[Task description] Lines of the listing that contain "snapshot" need to be copied.
━━ Given data
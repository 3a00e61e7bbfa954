// ABOUTME: Naming scheme for primary snapshot keys and their backup keys.
// ABOUTME: Backup keys embed a zero-padded creation time so lexicographic order is creation order.

/// Width of the epoch-millisecond suffix on backup keys. Thirteen digits
/// covers every timestamp until the year 2286.
const MILLIS_WIDTH: usize = 13;

/// The key namespace of one application, e.g. prefix `notes` gives
/// `notes_state` for the primary snapshot and `notesbackup_state_<ms>` for
/// its backups.
#[derive(Debug, Clone, PartialEq, Eq)]
pub struct KeySpace {
    prefix: String,
}

impl KeySpace {
    pub fn new(prefix: impl Into<String>) -> Self {
        Self {
            prefix: prefix.into(),
        }
    }

    pub fn prefix(&self) -> &str {
        &self.prefix
    }

    /// `<prefix>_<name>`
    pub fn primary(&self, name: &str) -> String {
        format!("{}_{}", self.prefix, name)
    }

    /// Prefix shared by every primary key in this namespace.
    pub fn primary_prefix(&self) -> String {
        format!("{}_", self.prefix)
    }

    /// `<prefix>backup_<name>_`, the scan prefix for one name's backups.
    pub fn backup_prefix(&self, name: &str) -> String {
        format!("{}backup_{}_", self.prefix, name)
    }

    /// `<prefix>backup_<name>_<createdAtEpochMs>`
    pub fn backup(&self, name: &str, created_at_ms: i64) -> String {
        format!(
            "{}{:0width$}",
            self.backup_prefix(name),
            created_at_ms.max(0),
            width = MILLIS_WIDTH
        )
    }

    /// True if `key` is a backup of exactly `name` (not of a longer name
    /// that happens to share the prefix, like `state_old`).
    pub fn is_backup_of(&self, name: &str, key: &str) -> bool {
        key.strip_prefix(&self.backup_prefix(name))
            .is_some_and(is_millis)
    }

    /// Split a backup key into its name and creation time.
    pub fn parse_backup<'a>(&self, key: &'a str) -> Option<(&'a str, i64)> {
        let rest = key
            .strip_prefix(self.prefix.as_str())?
            .strip_prefix("backup_")?;
        let (name, millis) = rest.rsplit_once('_')?;
        if name.is_empty() || !is_millis(millis) {
            return None;
        }
        Some((name, millis.parse().ok()?))
    }
}

/// True if `part` may be used as a prefix or name: non-empty ASCII letters,
/// digits, `_` and `-`. Every medium accepts keys built from such parts.
pub fn is_valid_part(part: &str) -> bool {
    !part.is_empty()
        && part
            .bytes()
            .all(|b| b.is_ascii_alphanumeric() || b == b'_' || b == b'-')
}

/// A backup suffix: at most `MILLIS_WIDTH` digits.
fn is_millis(text: &str) -> bool {
    !text.is_empty() && text.len() <= MILLIS_WIDTH && text.bytes().all(|b| b.is_ascii_digit())
}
━━━━
[Result below]
// ABOUTME: Naming scheme for primary snapshot keys and their backup keys.
/// `notes_state` for the primary snapshot and `notesbackup_state_<ms>` for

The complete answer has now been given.